Large software companies have been among the most vocal proponents of improving software security during the development lifecycle, and two recent announcements have highlighted the issue for other developers. On May 14, Microsoft announced its support for and compliance with the international secure development standard ISO 27034, while industry association SAFECode highlighted the launch of its Web-based training program on secure coding practices. In conjunction, the focus on security from larger software firms provided a strong message to developers, experts noted, according to eWEEK.
“We believe that companies can’t continue to afford to conduct business online without prioritizing security,” Tim Rains, director of Trustworthy Computing at Microsoft, told eWEEK.. “Developers should download the materials, leverage all the tools they can get for free, and look at this ISO standard.”
Microsoft, which made its announcement at its own Security Development Conference, has been a proponent of secure development practices for years, beginning with the 2002 launch of its Trustworthy Computing Initiative, eWEEK noted. That initiative encouraged workers to place security ahead of features. The secure programming standard from ISO (International Organization for Standardization) gives companies an overview of the secure development process and provides guidelines for implementing a secure development lifecycle.
Such practices remain relatively uncommon, with only 37 percent of respondents in a Microsoft survey of IT pros last year saying their organizations built products with security in mind. One of the principal barriers to such practices was reportedly a lack of buy-in from management.
Moving toward safer code
Online coding security class offerings help reverse that trend by educating more developers and their employers on best practices for secure programming. By increasing access to such resources, security advocates are helping to foster a security-first mindset. SAFECode’s new curriculum joins resources such as free courses from Klocwork and others around the Web.

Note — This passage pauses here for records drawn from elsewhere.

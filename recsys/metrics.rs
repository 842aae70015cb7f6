//! Summary metrics over scores and predictions.
//!
//! Each metric family computes a fixed set of named values once, at construction, and
//! answers [`Metrics::computes`] lookups by sub-name afterwards.

use ndarray::ArrayView1;
use thiserror::Error;

#[derive(Error, Debug, PartialEq)]
pub enum MetricsError {
    #[error("Cannot compute {0} over an empty sample.")]
    EmptyInput(&'static str),

    #[error("Non-finite value found while computing {0}.")]
    NonFinite(&'static str),

    #[error("Got {truth} true scores but {predicted} predictions.")]
    LengthMismatch { truth: usize, predicted: usize },
}

pub trait Metrics {
    /// Family name, used as the prefix of every full name.
    fn name(&self) -> &str;

    /// Sub-names in sorted order.
    fn subnames(&self) -> Vec<&'static str>;

    /// Value of one sub-metric, `None` if this family does not compute it.
    fn computes(&self, subname: &str) -> Option<f64>;

    /// `"{name}_{subname}"` for every sub-name.
    fn fullnames(&self) -> Vec<String> {
        self.subnames()
            .into_iter()
            .map(|sub| format!("{}_{}", self.name(), sub))
            .collect()
    }

    /// Values in the order of [`Metrics::subnames`].
    fn values(&self) -> Vec<f64> {
        self.subnames()
            .into_iter()
            .filter_map(|sub| self.computes(sub))
            .collect()
    }
}

fn check_finite(x: ArrayView1<f64>, what: &'static str) -> Result<(), MetricsError> {
    if x.is_empty() {
        return Err(MetricsError::EmptyInput(what));
    }
    if x.iter().any(|v| !v.is_finite()) {
        return Err(MetricsError::NonFinite(what));
    }
    Ok(())
}

/// Sample size, mean and population standard deviation.
#[derive(Debug, Clone)]
pub struct DescriptiveStatistics {
    name: String,
    nos_samples: usize,
    mean: f64,
    stdev: f64,
}

impl DescriptiveStatistics {
    pub fn new(x: ArrayView1<f64>) -> Result<Self, MetricsError> {
        Self::with_name(x, "descriptive_statistics")
    }

    pub fn with_name(x: ArrayView1<f64>, name: &str) -> Result<Self, MetricsError> {
        check_finite(x, "descriptive statistics")?;
        let mean = x.mean().ok_or(MetricsError::EmptyInput("descriptive statistics"))?;
        Ok(Self {
            name: name.to_string(),
            nos_samples: x.len(),
            mean,
            stdev: x.std(0.0),
        })
    }
}

impl Metrics for DescriptiveStatistics {
    fn name(&self) -> &str {
        &self.name
    }

    fn subnames(&self) -> Vec<&'static str> {
        vec!["mean", "nos_samples", "stdev"]
    }

    fn computes(&self, subname: &str) -> Option<f64> {
        match subname {
            "mean" => Some(self.mean),
            "nos_samples" => Some(self.nos_samples as f64),
            "stdev" => Some(self.stdev),
            _ => None,
        }
    }
}

/// Mean absolute and root-mean-squared error of predicted scores.
#[derive(Debug, Clone)]
pub struct ScorePredictionErrors {
    name: String,
    mae: f64,
    rmse: f64,
}

impl ScorePredictionErrors {
    pub fn new(truth: ArrayView1<f64>, predicted: ArrayView1<f64>) -> Result<Self, MetricsError> {
        if truth.len() != predicted.len() {
            return Err(MetricsError::LengthMismatch {
                truth: truth.len(),
                predicted: predicted.len(),
            });
        }
        check_finite(truth, "prediction errors")?;
        check_finite(predicted, "prediction errors")?;

        let residuals = &predicted - &truth;
        let n = residuals.len() as f64;
        Ok(Self {
            name: "score_prediction".to_string(),
            mae: residuals.mapv(f64::abs).sum() / n,
            rmse: (residuals.dot(&residuals) / n).sqrt(),
        })
    }
}

impl Metrics for ScorePredictionErrors {
    fn name(&self) -> &str {
        &self.name
    }

    fn subnames(&self) -> Vec<&'static str> {
        vec!["mae", "rmse"]
    }

    fn computes(&self, subname: &str) -> Option<f64> {
        match subname {
            "mae" => Some(self.mae),
            "rmse" => Some(self.rmse),
            _ => None,
        }
    }
}

#[cfg(test)]
mod tests {
    use super::*;
    use approx::assert_abs_diff_eq;
    use ndarray::array;

    #[test]
    fn descriptive_statistics_of_a_small_sample() {
        let x = array![1.0, 2.0, 3.0, 4.0];
        let stats = DescriptiveStatistics::new(x.view()).unwrap();
        assert_eq!(stats.computes("nos_samples"), Some(4.0));
        assert_abs_diff_eq!(stats.computes("mean").unwrap(), 2.5, epsilon = 1e-12);
        assert_abs_diff_eq!(stats.computes("stdev").unwrap(), 1.25_f64.sqrt(), epsilon = 1e-12);
        assert_eq!(stats.computes("median"), None);
        assert_eq!(
            stats.fullnames(),
            vec![
                "descriptive_statistics_mean",
                "descriptive_statistics_nos_samples",
                "descriptive_statistics_stdev"
            ]
        );
        assert_eq!(stats.values().len(), 3);
    }

    #[test]
    fn descriptive_statistics_reject_bad_input() {
        let empty = ndarray::Array1::<f64>::zeros(0);
        assert_eq!(
            DescriptiveStatistics::new(empty.view()).unwrap_err(),
            MetricsError::EmptyInput("descriptive statistics")
        );
        let x = array![1.0, f64::INFINITY];
        assert!(matches!(
            DescriptiveStatistics::new(x.view()),
            Err(MetricsError::NonFinite(_))
        ));
    }

    #[test]
    fn prediction_errors() {
        let truth = array![5.0, 3.0, 4.0];
        let predicted = array![4.0, 3.0, 6.0];
        let errors = ScorePredictionErrors::new(truth.view(), predicted.view()).unwrap();
        assert_abs_diff_eq!(errors.computes("mae").unwrap(), 1.0, epsilon = 1e-12);
        assert_abs_diff_eq!(errors.computes("rmse").unwrap(), (5.0_f64 / 3.0).sqrt(), epsilon = 1e-12);
        assert_eq!(errors.fullnames(), vec!["score_prediction_mae", "score_prediction_rmse"]);
        assert!(matches!(
            ScorePredictionErrors::new(truth.view(), array![1.0].view()),
            Err(MetricsError::LengthMismatch { truth: 3, predicted: 1 })
        ));
    }
}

“Having some manager folks – who may not be developers but help manage the groups – understand that this is not something that you build on later, but a necessity that you build in from the outset, is important,” SAFECode executive director Howard Schmidt told eWEEK.
In its 2011 guide, “Fundamental Practices for Secure Software Development,” SAFECode outlined many of the key practices its members use to ensure secure coding and design, including the use of threat modeling, sandboxing, input and output validation and more. One of the essential practices recommended is the use of static analysis tools.
“Static code analysis tools can help to ensure coding mistakes are caught and corrected as soon as possible,” the report noted. “Tools that integrate with development environments are usually considered easier to use and often lead to faster bug resolution; they also help get developers used to identifying security defects as they develop code and before they check in.”
In an advisory post to the government’s National Institute of Standards and Technology, SAFECode recommended organizations consider these practices as a baseline and also endorsed the use of industry coding standards such as ISO 27034. As support for and guidance on secure development practices continues to emerge from industry experts, developers may want to take note.